Ripples from the Great Recession – ten years later

October 1, 2018

Ripples from the Great Recession - 10 years later

I’ve been thinking about this a lot. Obviously. Even as I gear up for the next recession, whenever that may be, it’s obvious how heavily my thoughts and feelings on our financial security are influenced by the last one. Sometimes I’m levelheaded about it and make action plans. Sometimes I’m weighed down by anxiety and worries.

The first question is always: are we over-committed financially? If we aren’t, then it shouldn’t be a problem, right? We’d just tighten our belts for a while and ride it out with our cash in hand.

Answer: not with two jobs. Also true: to my disaster brain this means yes, we are over-committed. We should be able to handle all our expenses on one income. That’s one area I’m extremely sensitive to – this mortgage really messes with our financial position. I’ve reduced it by nearly 1/3 and recast so that our monthly commitment is several hundred dollars less but it’s still not anywhere in the neighborhood of low and low is what we’d need for me to feel like we weren’t over-committed. Mortgage aside, having children is a serious financial commitment between basic childcare and saving for college for them. If we wanted to add to our family, that’s a huge expense we’d be adding and I hate that we have to look first at the price tag and second at the joy (and pain) of having children.

The second question is: are we prepared for expensive life events and emergencies? In my previous experience, one spot of bad luck is absolutely manageable. We’ve absolutely got that covered. My previous experience also says that bad luck doesn’t tend to happen in ones, they tend to be a streak. I’ve planned just fine for a limited series of bad luck but not beyond more crap than two job losses. Compound that and we won’t be able to hold out as long as I projected. So that’s another sensitive area these fears keep prodding with a sharp stick. See, that’s what fed my cash hoarding. This fear that says putting lots of cash into the stock market now “right before” (except hah, who knows when “right before”really is) a market correction or crash makes us vulnerable to financial ruin and that cash hoarding will fend off financial ruin.

Why so serious?

I was starting to embrace letting that fear and cash hoarding go but my joy was short lived. Shortly after that post went live several weeks ago, we had a series of bad news from PiC’s work that we can’t share yet because we’re still waiting for the sixth shoe to drop. Suffice it to say, that triggered this landslide of worries.

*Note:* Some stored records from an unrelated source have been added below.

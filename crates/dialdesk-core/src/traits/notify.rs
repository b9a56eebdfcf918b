//! Notification sink trait.

use async_trait::async_trait;

use crate::error::Result;

/// A structured alert. Sinks that only render text get `title` and `body`.
#[derive(Debug, Clone, Default, PartialEq)]
pub struct Alert {
    pub title: String,
    pub body: String,
    /// Minutes until the call is due, when the alert is about one.
    pub minutes_left: Option<i64>,
    /// Labelled values for sinks that can lay them out.
    pub fields: Vec<(String, String)>,
}

/// Alert delivery. Both calls are best-effort: callers log and move on.
#[async_trait]
pub trait NotificationSink: Send + Sync {
    fn name(&self) -> &str;

    /// Returns whether alerts may be shown.
    async fn request_permission(&self) -> Result<bool>;

    async fn show(&self, title: &str, body: &str) -> Result<()>;

    async fn show_alert(&self, alert: &Alert) -> Result<()> {
        self.show(&alert.title, &alert.body).await
    }
}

As usual / expected, it wasn’t just one bit of bad news and therefore a hiccup. It was several things in a row and we still don’t know what’s next. I’ve also been doing my best to support some long distance friends through their own job losses and rocky relationship troubles. All told, there’s been a lot of worrying going around.

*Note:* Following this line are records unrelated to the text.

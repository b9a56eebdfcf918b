//! Scheduled-call repository client: the only path to the call store.
//! Owns the local cache; writes go through the cache's queue, reads are
//! reconciled back into it.

use std::collections::{HashMap, HashSet};
use std::sync::Arc;

use chrono::{DateTime, Utc};
use dialdesk_core::traits::ScheduledCallStore;
use dialdesk_core::{CallOrigin, DialDeskError, Result, ScheduledCall};
use futures::future::join_all;
use tokio::sync::Mutex;

use crate::cache::{CallCache, PendingWrite};

pub struct CallRepository {
    store: Arc<dyn ScheduledCallStore>,
    cache: Mutex<CallCache>,
    /// Serialises flushes so queued writes reach the store in order.
    flush_lock: Mutex<()>,
}

impl CallRepository {
    pub fn new(store: Arc<dyn ScheduledCallStore>) -> Self {
        Self {
            store,
            cache: Mutex::new(CallCache::new()),
            flush_lock: Mutex::new(()),
        }
    }

    pub fn store_name(&self) -> &str {
        self.store.name()
    }

    /// Copy of every cached call, keyed by lead.
    pub async fn snapshot(&self) -> HashMap<String, Vec<ScheduledCall>> {
        self.cache.lock().await.all().clone()
    }

    pub async fn calls_for(&self, lead_id: &str) -> Vec<ScheduledCall> {
        self.cache.lock().await.calls_for(lead_id).to_vec()
    }

    pub async fn pending_auto_call(&self, lead_id: &str) -> Option<ScheduledCall> {
        self.cache.lock().await.pending_auto_call(lead_id).cloned()
    }

    /// Re-read one lead's calls from the store.
    pub async fn fetch_for_lead(&self, lead_id: &str) -> Result<Vec<ScheduledCall>> {
        let ticket = self.cache.lock().await.begin_fetch(lead_id);
        match self.store.list_by_lead(lead_id).await {
            Ok(listing) => {
                let mut cache = self.cache.lock().await;
                cache.finish_fetch(ticket, Some(listing));
                Ok(cache.calls_for(lead_id).to_vec())
            }
            Err(e) => {
                self.cache.lock().await.finish_fetch(ticket, None);
                Err(e)
            }
        }
    }

    /// Re-read every listed lead concurrently. Returns the failure count.
    pub async fn fetch_all(&self, lead_ids: &[String]) -> usize {
        let results = join_all(lead_ids.iter().map(|id| self.fetch_for_lead(id))).await;
        let mut failures = 0;
        for (id, result) in lead_ids.iter().zip(results) {
            if let Err(e) = result {
                failures += 1;
                tracing::debug!(lead = %id, "call listing failed: {e}");
            }
        }
        let keep: HashSet<String> = lead_ids.iter().cloned().collect();
        self.cache.lock().await.retain_leads(&keep);
        failures
    }

    /// Create a call. It is visible in the cache before the store answers.
    pub async fn create(
        &self,
        lead_id: &str,
        time: DateTime<Utc>,
        notes: &str,
        origin: CallOrigin,
        now: DateTime<Utc>,
    ) -> Result<ScheduledCall> {
        let (seq, _) = self
            .cache
            .lock()
            .await
            .stage_create(lead_id, time, notes, origin, now);
        self.settle(seq).await
    }

    pub async fn update(
        &self,
        call_id: &str,
        time: DateTime<Utc>,
        notes: &str,
        now: DateTime<Utc>,
    ) -> Result<ScheduledCall> {
        let staged = self.cache.lock().await.stage_update(call_id, time, notes, now);
        let Some((seq, _)) = staged else {
            return Err(DialDeskError::NotFound(format!("scheduled call {call_id}")));
        };
        self.settle(seq).await
    }

    pub async fn delete(&self, call_id: &str) -> Result<ScheduledCall> {
        let staged = self.cache.lock().await.stage_delete(call_id);
        let Some((seq, _)) = staged else {
            return Err(DialDeskError::NotFound(format!("scheduled call {call_id}")));
        };
        // resolves to the removed record under its stored id
        self.settle(seq).await
    }

    async fn settle(&self, seq: u64) -> Result<ScheduledCall> {
        self.flush().await;
        let result = self.cache.lock().await.take_result(seq);
        match result {
            Some(Ok(Some(call))) => Ok(call),
            Some(Ok(None)) => Err(DialDeskError::NotFound(format!("write #{seq} returned no record"))),
            Some(Err(e)) => Err(e),
            None => Err(DialDeskError::Store(format!("write #{seq} was not flushed"))),
        }
    }

    /// Push every queued write to the store, oldest first.
    pub async fn flush(&self) {
        let _guard = self.flush_lock.lock().await;
        loop {
            let next = self.cache.lock().await.next_write();
            let Some(write) = next else {
                break;
            };
            let outcome = self.apply(&write).await;
            let mut cache = self.cache.lock().await;
            match outcome {
                Ok(confirmed) => cache.acknowledge(&write, confirmed),
                Err(e) => {
                    tracing::warn!(call = %write.call_id(), "⚠️ Scheduled-call write failed: {e}");
                    cache.rollback(&write, e);
                }
            }
        }
    }

    async fn apply(&self, write: &PendingWrite) -> Result<Option<ScheduledCall>> {
        match write {
            PendingWrite::Create { provisional, .. } => self
                .store
                .create(
                    &provisional.lead_id,
                    provisional.scheduled_time,
                    &provisional.notes,
                    provisional.origin,
                )
                .await
                .map(Some),
            PendingWrite::Update { current, .. } => self
                .store
                .update(&current.id, current.scheduled_time, &current.notes)
                .await
                .map(Some),
            PendingWrite::Delete { previous, .. } => {
                self.store.delete(&previous.id).await.map(|_| Some(previous.clone()))
            }
        }
    }
}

As if that wasn’t enough, I’ve just had some bad news from my workplace as well. We’re still processing both sets of bad news.

Getting that positivity and hopefulness back is going to take some doing.

Recurring worries

Job loss dominoes

  • Domino 1 – We lose a job. The worst one to lose first is the job with benefits, right on the cusp of or in the middle of the recession, leaving us either unprotected or paying through the nose for COBRA and porting PiC’s life insurance plan which would quickly eat up our emergency fund. We also lose daycare which then affects our ability to find another job or work the existing job.
  • Domino 2 – The stress of one lost job leads to either health breaking down or the loss of the other job. Or the remaining company takes a hit in the downturn too which leads to job loss or downscaling. Bad for obvious reasons.
  • Domino 3 – Job loss stinks in a normal economy but in a downturn, it’s much harder to land a job when you’re vying against tons of other candidates. I know this, I remember this. I’m an excellent candidate and even still it took nearly a year to find another job.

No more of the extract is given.